____ DATASET

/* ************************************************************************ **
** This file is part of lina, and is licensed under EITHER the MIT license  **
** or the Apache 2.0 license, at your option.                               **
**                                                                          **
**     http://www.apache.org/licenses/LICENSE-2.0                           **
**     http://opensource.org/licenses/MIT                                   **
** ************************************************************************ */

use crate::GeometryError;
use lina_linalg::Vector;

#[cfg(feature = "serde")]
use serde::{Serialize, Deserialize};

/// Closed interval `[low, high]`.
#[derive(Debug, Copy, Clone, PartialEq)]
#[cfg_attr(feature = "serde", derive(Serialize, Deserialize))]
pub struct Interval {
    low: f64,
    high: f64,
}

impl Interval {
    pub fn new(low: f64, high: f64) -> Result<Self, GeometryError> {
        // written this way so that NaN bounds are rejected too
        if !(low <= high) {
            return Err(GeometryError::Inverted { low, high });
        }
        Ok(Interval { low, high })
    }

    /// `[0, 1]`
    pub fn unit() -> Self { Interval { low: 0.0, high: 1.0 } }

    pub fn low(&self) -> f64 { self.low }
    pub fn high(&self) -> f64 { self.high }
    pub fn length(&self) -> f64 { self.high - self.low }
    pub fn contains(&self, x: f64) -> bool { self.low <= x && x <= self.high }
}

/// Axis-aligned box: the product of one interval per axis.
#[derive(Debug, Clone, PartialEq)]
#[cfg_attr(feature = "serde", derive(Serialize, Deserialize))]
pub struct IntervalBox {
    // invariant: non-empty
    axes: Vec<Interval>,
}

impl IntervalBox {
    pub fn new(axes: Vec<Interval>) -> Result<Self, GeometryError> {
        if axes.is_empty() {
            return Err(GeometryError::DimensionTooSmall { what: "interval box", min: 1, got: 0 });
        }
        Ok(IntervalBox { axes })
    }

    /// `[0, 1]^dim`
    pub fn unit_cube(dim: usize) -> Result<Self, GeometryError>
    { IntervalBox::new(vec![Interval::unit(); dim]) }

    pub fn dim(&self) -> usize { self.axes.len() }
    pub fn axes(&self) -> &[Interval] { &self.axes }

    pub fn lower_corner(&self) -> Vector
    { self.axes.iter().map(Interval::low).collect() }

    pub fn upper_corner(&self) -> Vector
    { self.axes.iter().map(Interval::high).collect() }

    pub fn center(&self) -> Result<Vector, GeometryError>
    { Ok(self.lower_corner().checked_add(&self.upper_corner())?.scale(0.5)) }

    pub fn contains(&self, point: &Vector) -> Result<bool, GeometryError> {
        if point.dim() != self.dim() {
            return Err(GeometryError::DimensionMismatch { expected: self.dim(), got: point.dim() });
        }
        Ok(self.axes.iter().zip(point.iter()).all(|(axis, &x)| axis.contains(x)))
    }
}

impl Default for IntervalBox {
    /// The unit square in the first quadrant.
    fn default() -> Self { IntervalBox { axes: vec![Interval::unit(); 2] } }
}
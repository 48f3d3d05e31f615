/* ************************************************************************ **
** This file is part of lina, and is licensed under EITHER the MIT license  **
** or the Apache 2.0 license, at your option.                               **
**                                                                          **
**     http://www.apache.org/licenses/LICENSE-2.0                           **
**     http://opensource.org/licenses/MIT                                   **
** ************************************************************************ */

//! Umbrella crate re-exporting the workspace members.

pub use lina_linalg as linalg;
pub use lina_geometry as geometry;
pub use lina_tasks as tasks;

________
____ DATASET

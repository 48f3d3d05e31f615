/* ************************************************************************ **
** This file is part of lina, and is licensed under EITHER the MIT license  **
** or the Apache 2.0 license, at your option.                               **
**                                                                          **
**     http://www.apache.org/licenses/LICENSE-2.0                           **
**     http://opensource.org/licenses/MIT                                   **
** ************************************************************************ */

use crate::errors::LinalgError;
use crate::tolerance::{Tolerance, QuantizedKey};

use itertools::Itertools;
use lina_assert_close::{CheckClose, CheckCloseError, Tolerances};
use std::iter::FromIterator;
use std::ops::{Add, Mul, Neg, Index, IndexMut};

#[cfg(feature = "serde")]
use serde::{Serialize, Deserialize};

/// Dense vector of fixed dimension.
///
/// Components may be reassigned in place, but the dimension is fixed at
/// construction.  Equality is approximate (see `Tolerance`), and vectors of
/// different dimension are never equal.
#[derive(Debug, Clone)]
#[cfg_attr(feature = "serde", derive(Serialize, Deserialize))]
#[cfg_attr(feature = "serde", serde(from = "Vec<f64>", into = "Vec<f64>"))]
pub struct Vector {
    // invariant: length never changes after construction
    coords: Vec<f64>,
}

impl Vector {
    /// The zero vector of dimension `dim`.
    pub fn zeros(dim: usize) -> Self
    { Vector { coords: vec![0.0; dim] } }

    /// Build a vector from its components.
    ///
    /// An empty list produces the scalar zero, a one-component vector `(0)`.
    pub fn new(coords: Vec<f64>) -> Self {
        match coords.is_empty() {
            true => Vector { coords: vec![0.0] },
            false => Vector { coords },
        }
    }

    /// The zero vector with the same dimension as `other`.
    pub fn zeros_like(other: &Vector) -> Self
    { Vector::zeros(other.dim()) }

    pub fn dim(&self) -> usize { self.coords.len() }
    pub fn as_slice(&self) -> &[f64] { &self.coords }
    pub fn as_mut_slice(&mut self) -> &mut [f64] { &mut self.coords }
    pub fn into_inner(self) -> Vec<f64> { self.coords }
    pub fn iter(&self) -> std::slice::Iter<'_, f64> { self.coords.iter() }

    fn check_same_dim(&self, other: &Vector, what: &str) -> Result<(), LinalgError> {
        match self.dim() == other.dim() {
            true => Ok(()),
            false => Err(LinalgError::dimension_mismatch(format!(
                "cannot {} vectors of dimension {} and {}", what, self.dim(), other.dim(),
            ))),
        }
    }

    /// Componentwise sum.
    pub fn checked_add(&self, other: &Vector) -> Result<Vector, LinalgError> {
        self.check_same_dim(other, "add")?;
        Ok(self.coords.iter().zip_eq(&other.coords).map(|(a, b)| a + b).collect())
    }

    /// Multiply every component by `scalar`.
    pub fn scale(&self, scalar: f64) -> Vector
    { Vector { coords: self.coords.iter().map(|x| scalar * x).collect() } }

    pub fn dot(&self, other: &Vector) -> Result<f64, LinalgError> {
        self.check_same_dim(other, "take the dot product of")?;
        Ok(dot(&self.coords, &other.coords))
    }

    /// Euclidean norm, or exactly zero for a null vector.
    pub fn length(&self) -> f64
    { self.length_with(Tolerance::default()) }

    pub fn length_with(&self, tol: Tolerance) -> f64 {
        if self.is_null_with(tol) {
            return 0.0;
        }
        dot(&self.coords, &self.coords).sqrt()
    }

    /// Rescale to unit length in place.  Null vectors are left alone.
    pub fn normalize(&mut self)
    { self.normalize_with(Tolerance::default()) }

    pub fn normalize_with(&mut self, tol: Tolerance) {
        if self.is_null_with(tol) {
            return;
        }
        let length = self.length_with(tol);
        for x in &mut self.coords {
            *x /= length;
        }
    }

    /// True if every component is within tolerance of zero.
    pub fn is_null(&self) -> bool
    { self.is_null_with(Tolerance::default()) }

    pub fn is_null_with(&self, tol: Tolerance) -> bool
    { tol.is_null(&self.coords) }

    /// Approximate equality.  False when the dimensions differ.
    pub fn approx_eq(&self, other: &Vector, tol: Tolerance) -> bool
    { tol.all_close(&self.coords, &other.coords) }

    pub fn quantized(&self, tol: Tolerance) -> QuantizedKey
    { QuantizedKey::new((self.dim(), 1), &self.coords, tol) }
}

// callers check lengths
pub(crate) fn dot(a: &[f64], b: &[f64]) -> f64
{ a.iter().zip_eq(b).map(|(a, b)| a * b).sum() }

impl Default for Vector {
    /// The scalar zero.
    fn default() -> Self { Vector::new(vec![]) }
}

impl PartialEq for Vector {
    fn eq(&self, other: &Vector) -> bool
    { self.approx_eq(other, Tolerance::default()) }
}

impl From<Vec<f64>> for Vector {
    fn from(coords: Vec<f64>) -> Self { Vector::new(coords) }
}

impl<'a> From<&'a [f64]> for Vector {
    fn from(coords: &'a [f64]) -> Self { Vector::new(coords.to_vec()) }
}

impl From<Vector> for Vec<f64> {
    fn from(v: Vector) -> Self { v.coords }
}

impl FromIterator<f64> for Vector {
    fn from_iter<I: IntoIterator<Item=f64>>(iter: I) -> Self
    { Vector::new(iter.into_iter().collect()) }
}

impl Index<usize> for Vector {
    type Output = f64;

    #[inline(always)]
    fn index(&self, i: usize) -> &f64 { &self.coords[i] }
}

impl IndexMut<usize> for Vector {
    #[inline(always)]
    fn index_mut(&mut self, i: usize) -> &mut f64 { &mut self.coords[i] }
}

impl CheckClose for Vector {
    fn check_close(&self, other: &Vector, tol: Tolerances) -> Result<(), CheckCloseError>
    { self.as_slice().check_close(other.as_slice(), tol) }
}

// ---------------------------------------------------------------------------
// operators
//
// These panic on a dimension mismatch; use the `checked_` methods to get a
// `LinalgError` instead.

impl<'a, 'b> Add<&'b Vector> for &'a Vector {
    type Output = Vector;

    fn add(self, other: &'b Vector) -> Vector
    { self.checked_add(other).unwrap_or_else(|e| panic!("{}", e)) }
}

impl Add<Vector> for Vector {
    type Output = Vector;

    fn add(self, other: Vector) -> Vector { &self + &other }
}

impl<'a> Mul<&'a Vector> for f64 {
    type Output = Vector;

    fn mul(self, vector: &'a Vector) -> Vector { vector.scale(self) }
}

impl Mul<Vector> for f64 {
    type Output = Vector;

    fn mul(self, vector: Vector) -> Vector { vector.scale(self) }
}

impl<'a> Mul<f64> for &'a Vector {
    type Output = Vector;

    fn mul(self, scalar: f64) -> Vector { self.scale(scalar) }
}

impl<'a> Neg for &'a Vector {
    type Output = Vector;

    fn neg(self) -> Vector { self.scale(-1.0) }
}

________
____ DATASET

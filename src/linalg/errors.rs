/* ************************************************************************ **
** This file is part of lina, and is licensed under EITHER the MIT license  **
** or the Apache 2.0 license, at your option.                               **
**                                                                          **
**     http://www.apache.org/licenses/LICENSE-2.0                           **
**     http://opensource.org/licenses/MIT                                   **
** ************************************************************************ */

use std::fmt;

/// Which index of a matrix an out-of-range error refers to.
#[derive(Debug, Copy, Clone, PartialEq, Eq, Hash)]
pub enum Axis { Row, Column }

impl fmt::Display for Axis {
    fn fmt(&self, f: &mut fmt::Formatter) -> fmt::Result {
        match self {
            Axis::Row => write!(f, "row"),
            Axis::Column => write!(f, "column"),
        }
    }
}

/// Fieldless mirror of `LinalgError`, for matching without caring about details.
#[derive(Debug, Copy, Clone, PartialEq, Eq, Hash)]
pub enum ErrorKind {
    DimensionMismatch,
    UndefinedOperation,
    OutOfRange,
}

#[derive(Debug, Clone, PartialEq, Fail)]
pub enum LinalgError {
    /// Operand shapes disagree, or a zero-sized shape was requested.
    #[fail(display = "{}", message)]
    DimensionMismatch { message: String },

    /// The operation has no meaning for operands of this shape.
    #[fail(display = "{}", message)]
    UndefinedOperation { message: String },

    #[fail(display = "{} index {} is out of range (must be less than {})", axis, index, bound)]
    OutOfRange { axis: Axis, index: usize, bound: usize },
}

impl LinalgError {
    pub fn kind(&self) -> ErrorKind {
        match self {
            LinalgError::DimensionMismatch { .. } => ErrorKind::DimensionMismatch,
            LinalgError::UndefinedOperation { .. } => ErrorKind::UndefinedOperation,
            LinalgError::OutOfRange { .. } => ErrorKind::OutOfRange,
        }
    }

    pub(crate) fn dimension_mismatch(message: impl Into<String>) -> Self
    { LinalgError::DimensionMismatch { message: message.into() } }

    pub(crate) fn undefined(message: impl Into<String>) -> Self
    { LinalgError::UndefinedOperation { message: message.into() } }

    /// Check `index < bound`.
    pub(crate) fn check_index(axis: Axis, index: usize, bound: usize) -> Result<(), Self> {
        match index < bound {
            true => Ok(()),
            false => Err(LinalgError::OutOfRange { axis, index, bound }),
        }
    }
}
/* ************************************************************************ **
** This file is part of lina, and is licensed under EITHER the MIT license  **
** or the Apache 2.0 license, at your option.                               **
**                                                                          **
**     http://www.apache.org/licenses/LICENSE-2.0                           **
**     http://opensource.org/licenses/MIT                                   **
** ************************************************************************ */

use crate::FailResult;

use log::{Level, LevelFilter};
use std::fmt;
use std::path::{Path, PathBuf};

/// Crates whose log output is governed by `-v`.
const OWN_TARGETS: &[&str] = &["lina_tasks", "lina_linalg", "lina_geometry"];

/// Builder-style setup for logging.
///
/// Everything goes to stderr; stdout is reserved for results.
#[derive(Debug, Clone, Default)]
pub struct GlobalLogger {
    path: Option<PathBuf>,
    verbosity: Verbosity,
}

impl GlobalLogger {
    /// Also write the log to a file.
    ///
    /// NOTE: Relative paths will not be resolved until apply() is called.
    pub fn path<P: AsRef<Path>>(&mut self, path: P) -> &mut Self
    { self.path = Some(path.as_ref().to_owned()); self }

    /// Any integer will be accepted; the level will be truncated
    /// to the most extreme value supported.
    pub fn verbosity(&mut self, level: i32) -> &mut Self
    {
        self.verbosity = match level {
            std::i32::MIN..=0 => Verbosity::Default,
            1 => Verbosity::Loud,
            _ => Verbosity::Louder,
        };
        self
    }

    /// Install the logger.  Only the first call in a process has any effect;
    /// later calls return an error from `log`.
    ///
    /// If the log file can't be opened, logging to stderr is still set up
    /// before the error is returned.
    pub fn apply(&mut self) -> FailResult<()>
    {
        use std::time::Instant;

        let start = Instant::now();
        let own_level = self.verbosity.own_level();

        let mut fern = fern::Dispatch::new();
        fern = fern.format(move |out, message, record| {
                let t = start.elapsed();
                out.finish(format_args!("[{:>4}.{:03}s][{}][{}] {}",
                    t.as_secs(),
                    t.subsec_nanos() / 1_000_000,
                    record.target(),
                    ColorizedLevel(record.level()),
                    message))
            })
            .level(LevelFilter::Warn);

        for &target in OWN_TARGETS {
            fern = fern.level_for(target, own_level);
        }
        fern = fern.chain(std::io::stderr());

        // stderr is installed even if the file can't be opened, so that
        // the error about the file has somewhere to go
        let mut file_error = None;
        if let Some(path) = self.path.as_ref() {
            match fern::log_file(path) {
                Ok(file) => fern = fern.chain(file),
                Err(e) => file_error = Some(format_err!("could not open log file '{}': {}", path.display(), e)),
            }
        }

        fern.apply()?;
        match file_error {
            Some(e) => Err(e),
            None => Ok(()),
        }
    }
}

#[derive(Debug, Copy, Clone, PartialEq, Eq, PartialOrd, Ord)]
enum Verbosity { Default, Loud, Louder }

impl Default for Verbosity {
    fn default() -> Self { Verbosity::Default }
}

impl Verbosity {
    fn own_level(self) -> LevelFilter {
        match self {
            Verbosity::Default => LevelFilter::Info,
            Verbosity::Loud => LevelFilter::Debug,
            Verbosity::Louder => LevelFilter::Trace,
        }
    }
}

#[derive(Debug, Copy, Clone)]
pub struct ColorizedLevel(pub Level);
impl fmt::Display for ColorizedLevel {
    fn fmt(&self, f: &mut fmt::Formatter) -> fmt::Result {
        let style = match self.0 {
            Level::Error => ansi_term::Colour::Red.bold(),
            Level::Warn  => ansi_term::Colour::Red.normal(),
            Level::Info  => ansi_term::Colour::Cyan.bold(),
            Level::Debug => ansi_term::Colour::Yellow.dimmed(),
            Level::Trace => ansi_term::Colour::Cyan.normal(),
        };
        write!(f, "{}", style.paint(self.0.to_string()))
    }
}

________

=== TO DO ===
Every line above that holds the word "start" should be copied out.

=== RESPONSE ===
        let start = Instant::now();
                let t = start.elapsed();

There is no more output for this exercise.